Jorgensen offered up a key insight into how miners need to not only think about the energy sources they use today but how future generations might have to deal with the waste of these energy sources. He mentioned how going nuclear was tempting, but that so far, TAAL had not done so and was still evaluating the situation. He also mentioned how, being in Canada, the BSV mining firm had access to hydroelectric power and was weighing up the short versus long-term benefits of various renewable options.

Perrill highlighted how it’s important to remember that “not all green is created equal.” This is an important point and highlights the need for BSV ecosystem participants to seriously weigh up the various options, considering not only immediate-term energy use but secondary factors like e-waste.

Dr. Shukla highlighted that BSV is already greener than many people think and that much of the debate is misguided to begin with. He emphasized the need to measure, quantify, and compare various industries. By doing so, he believes that the false narrative that Bitcoin (BSV) is environmentally unsustainable will be exposed as flawed. Grenier emphasized this point by pointing out that we still mint pennies at a great loss and that we should compare the energy usage of Bitcoin to the currency economic system before jumping to conclusions.

The need to differentiate between BSV and BTC

A key point that was made repeatedly by several panelists was the need to differentiate between BSV, BTC, and the different Bitcoin forks.

Much of the environmental concern surrounding Bitcoin is due to the BTC camp’s decision to limit the block size to 1MB to achieve political decentralization. This limits BTC to 7 transactions per second, which makes the energy cost per transaction untenable. With governments and more and more companies making ESG a priority, such a system will never be allowed to stand in the long term.

However, BSV, which is the original Bitcoin protocol, doesn’t have a scaling limit. It’s already capable of 50,000 transactions per second and is scaling rapidly. Naturally, as you multiply the transactions per second, you reduce the energy cost per transaction. However, as multiple panelists pointed out, the differences between these two Bitcoin systems aren’t widely understood by the public yet, and when they’re made aware of them, many of the environmental concerns are dropped.

Both Jorgensen and Shadders emphasized this by pointing out that an educated analysis of Bitcoin’s environmental impacts needs to consider its benefits and utility as well as its costs. Right now, the media tends to focus on energy use, and since BTC doesn’t provide any utility whatsoever, it doesn’t cover the potential benefits of Bitcoin. However, all of that can change when people become aware of the benefits of BSV, such as data integrity, greater transparency in the world, and the ability to conduct unlimited transactions per second with a fixed energy input.

What can people do to drive Bitcoin adoption?

The panel closed with an overview of what BSV enthusiasts, application developers, and others can do to drive adoption.

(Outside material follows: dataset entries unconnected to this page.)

//! Dynamic values bound into template holes.

use std::cell::RefCell;
use std::collections::BTreeMap;
use std::fmt;
use std::hash::{Hash, Hasher};
use std::rc::Rc;

use crate::dom::{EventListener, Handle};
use crate::hole::Hole;

/// A value supplied for a hole.
///
/// Equality is structural for data (numbers compare so that `NaN` equals
/// itself and `-0` equals `0`) and by identity for listeners, refs and
/// nodes. Equal values never cause a DOM write.
#[derive(Debug, Clone, Default)]
pub enum Value {
    #[default]
    Undefined,
    Null,
    Bool(bool),
    Number(f64),
    Str(Rc<str>),
    Hole(Hole),
    List(Rc<[Value]>),
    Map(Rc<BTreeMap<String, Value>>),
    Listener(EventListener),
    Ref(NodeRef),
    Node(Handle),
}

impl Value {
    pub fn list<I, T>(items: I) -> Self
    where
        I: IntoIterator<Item = T>,
        T: Into<Value>,
    {
        Value::List(items.into_iter().map(Into::into).collect())
    }

    pub fn map<I, K, T>(entries: I) -> Self
    where
        I: IntoIterator<Item = (K, T)>,
        K: Into<String>,
        T: Into<Value>,
    {
        Value::Map(Rc::new(
            entries
                .into_iter()
                .map(|(key, value)| (key.into(), value.into()))
                .collect(),
        ))
    }

    pub fn listener(handler: impl Fn(&crate::dom::Event) + 'static) -> Self {
        Value::Listener(EventListener::new(handler))
    }

    pub fn is_nullish(&self) -> bool {
        matches!(self, Value::Undefined | Value::Null)
    }

    /// Truthiness used by boolean attribute toggles.
    pub fn is_truthy(&self) -> bool {
        match self {
            Value::Undefined | Value::Null => false,
            Value::Bool(b) => *b,
            Value::Number(n) => *n != 0.0 && !n.is_nan(),
            Value::Str(s) => !s.is_empty(),
            _ => true,
        }
    }

    pub fn type_name(&self) -> &'static str {
        match self {
            Value::Undefined => "undefined",
            Value::Null => "null",
            Value::Bool(_) => "boolean",
            Value::Number(_) => "number",
            Value::Str(_) => "string",
            Value::Hole(_) => "hole",
            Value::List(_) => "list",
            Value::Map(_) => "map",
            Value::Listener(_) => "listener",
            Value::Ref(_) => "ref",
            Value::Node(_) => "node",
        }
    }

    /// True for null, undefined, booleans, numbers and strings.
    pub fn is_primitive(&self) -> bool {
        matches!(
            self,
            Value::Undefined | Value::Null | Value::Bool(_) | Value::Number(_) | Value::Str(_)
        )
    }

    /// String form used for text and attribute writes. Null and undefined
    /// become the empty string.
    pub fn to_text(&self) -> String {
        match self {
            Value::Undefined | Value::Null => String::new(),
            Value::Bool(b) => b.to_string(),
            Value::Number(n) => format_number(*n),
            Value::Str(s) => s.to_string(),
            Value::List(items) => items
                .iter()
                .map(Value::to_text)
                .collect::<Vec<_>>()
                .join(","),
            Value::Node(node) => node.text_content(),
            other => format!("[{}]", other.type_name()),
        }
    }

    pub fn as_str(&self) -> Option<&str> {
        match self {
            Value::Str(s) => Some(s.as_ref()),
            _ => None,
        }
    }

    pub fn as_map(&self) -> Option<&BTreeMap<String, Value>> {
        match self {
            Value::Map(map) => Some(map.as_ref()),
            _ => None,
        }
    }

    pub fn as_list(&self) -> Option<&[Value]> {
        match self {
            Value::List(items) => Some(items.as_ref()),
            _ => None,
        }
    }

    pub fn as_hole(&self) -> Option<&Hole> {
        match self {
            Value::Hole(hole) => Some(hole),
            _ => None,
        }
    }
}

fn format_number(n: f64) -> String {
    if n.is_nan() {
        "NaN".to_string()
    } else if n.is_infinite() {
        if n > 0.0 { "Infinity" } else { "-Infinity" }.to_string()
    } else if n == 0.0 {
        "0".to_string()
    } else {
        n.to_string()
    }
}

fn canonical_bits(n: f64) -> u64 {
    if n.is_nan() {
        f64::NAN.to_bits()
    } else if n == 0.0 {
        0
    } else {
        n.to_bits()
    }
}

impl PartialEq for Value {
    fn eq(&self, other: &Self) -> bool {
        match (self, other) {
            (Value::Undefined, Value::Undefined) | (Value::Null, Value::Null) => true,
            (Value::Bool(a), Value::Bool(b)) => a == b,
            (Value::Number(a), Value::Number(b)) => a == b || (a.is_nan() && b.is_nan()),
            (Value::Str(a), Value::Str(b)) => a == b,
            (Value::Hole(a), Value::Hole(b)) => a == b,
            (Value::List(a), Value::List(b)) => Rc::ptr_eq(a, b) || a == b,
            (Value::Map(a), Value::Map(b)) => Rc::ptr_eq(a, b) || a == b,
            (Value::Listener(a), Value::Listener(b)) => a == b,
            (Value::Ref(a), Value::Ref(b)) => a == b,
            (Value::Node(a), Value::Node(b)) => a == b,
            _ => false,
        }
    }
}

impl Eq for Value {}

impl Hash for Value {
    fn hash<H: Hasher>(&self, state: &mut H) {
        std::mem::discriminant(self).hash(state);
        match self {
            Value::Undefined | Value::Null => {}
            Value::Bool(b) => b.hash(state),
            Value::Number(n) => canonical_bits(*n).hash(state),
            Value::Str(s) => s.hash(state),
            Value::Hole(hole) => hole.hash(state),
            Value::List(items) => items.hash(state),
            Value::Map(map) => map.hash(state),
            Value::Listener(listener) => listener.identity().hash(state),
            Value::Ref(node_ref) => node_ref.identity().hash(state),
            Value::Node(node) => node.hash(state),
        }
    }
}

/// Receives the element a `ref` binding sits on.
#[derive(Clone)]
pub enum NodeRef {
    Callback(Rc<dyn Fn(&Handle)>),
    Cell(Rc<RefCell<Option<Handle>>>),
}

impl NodeRef {
    /// An empty slot, filled on the first render.
    pub fn new() -> Self {
        NodeRef::Cell(Rc::default())
    }

    pub fn callback(callback: impl Fn(&Handle) + 'static) -> Self {
        NodeRef::Callback(Rc::new(callback))
    }

    pub fn current(&self) -> Option<Handle> {
        match self {
            NodeRef::Cell(cell) => cell.borrow().clone(),
            NodeRef::Callback(_) => None,
        }
    }

    pub(crate) fn attach(&self, node: &Handle) {
        match self {
            NodeRef::Callback(callback) => callback(node),
            NodeRef::Cell(cell) => *cell.borrow_mut() = Some(node.clone()),
        }
    }

    fn identity(&self) -> usize {
        match self {
            NodeRef::Callback(callback) => Rc::as_ptr(callback).cast::<()>() as usize,
            NodeRef::Cell(cell) => Rc::as_ptr(cell) as usize,
        }
    }
}

impl Default for NodeRef {
    fn default() -> Self {
        Self::new()
    }
}

impl PartialEq for NodeRef {
    fn eq(&self, other: &Self) -> bool {
        self.identity() == other.identity()
    }
}

impl fmt::Debug for NodeRef {
    fn fmt(&self, f: &mut fmt::Formatter<'_>) -> fmt::Result {
        match self {
            NodeRef::Callback(_) => write!(f, "NodeRef::Callback({:#x})", self.identity()),
            NodeRef::Cell(cell) => write!(f, "NodeRef::Cell({:?})", cell.borrow()),
        }
    }
}

macro_rules! impl_from_number {
    ($($ty:ty),*) => {
        $(
            impl From<$ty> for Value {
                fn from(n: $ty) -> Self {
                    Value::Number(n as f64)
                }
            }
        )*
    };
}

impl_from_number!(i8, i16, i32, i64, isize, u8, u16, u32, u64, usize, f32, f64);

impl From<()> for Value {
    fn from(_: ()) -> Self {
        Value::Undefined
    }
}

impl From<bool> for Value {
    fn from(b: bool) -> Self {
        Value::Bool(b)
    }
}

impl From<&str> for Value {
    fn from(s: &str) -> Self {
        Value::Str(Rc::from(s))
    }
}

impl From<&String> for Value {
    fn from(s: &String) -> Self {
        Value::Str(Rc::from(s.as_str()))
    }
}

impl From<String> for Value {
    fn from(s: String) -> Self {
        Value::Str(Rc::from(s))
    }
}

impl From<Rc<str>> for Value {
    fn from(s: Rc<str>) -> Self {
        Value::Str(s)
    }
}

impl From<Hole> for Value {
    fn from(hole: Hole) -> Self {
        Value::Hole(hole)
    }
}

impl From<Handle> for Value {
    fn from(node: Handle) -> Self {
        Value::Node(node)
    }
}

impl From<&Handle> for Value {
    fn from(node: &Handle) -> Self {
        Value::Node(node.clone())
    }
}

impl From<EventListener> for Value {
    fn from(listener: EventListener) -> Self {
        Value::Listener(listener)
    }
}

impl From<&EventListener> for Value {
    fn from(listener: &EventListener) -> Self {
        Value::Listener(listener.clone())
    }
}

impl From<NodeRef> for Value {
    fn from(node_ref: NodeRef) -> Self {
        Value::Ref(node_ref)
    }
}

impl From<&NodeRef> for Value {
    fn from(node_ref: &NodeRef) -> Self {
        Value::Ref(node_ref.clone())
    }
}

impl<T: Into<Value>> From<Option<T>> for Value {
    fn from(value: Option<T>) -> Self {
        value.map_or(Value::Null, Into::into)
    }
}

impl<T: Into<Value>> From<Vec<T>> for Value {
    fn from(items: Vec<T>) -> Self {
        Value::list(items)
    }
}

impl<T: Into<Value>> From<BTreeMap<String, T>> for Value {
    fn from(map: BTreeMap<String, T>) -> Self {
        Value::map(map)
    }
}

The general consensus was as follows; we’re still in the infancy of this technological revolution. The best thing everyone can do is educate, build, and highlight the benefits of the system and how blockchain technology can change the world for the better.

Grenier closed by saying how excited he was for what this technology means for artists like filmmakers and how it can lead to a more equitable distribution of the rewards for creating art. Dr. Shukla pointed out that we’ve been through both the computing and internet revolutions before, and that this was similar in that it would reach a tipping point and then explode.

Shadders closed by noting how end-users don’t even need to know they’re using Bitcoin, a point made many times by Dr Craig Wright, who likens it to plumbing infrastructure.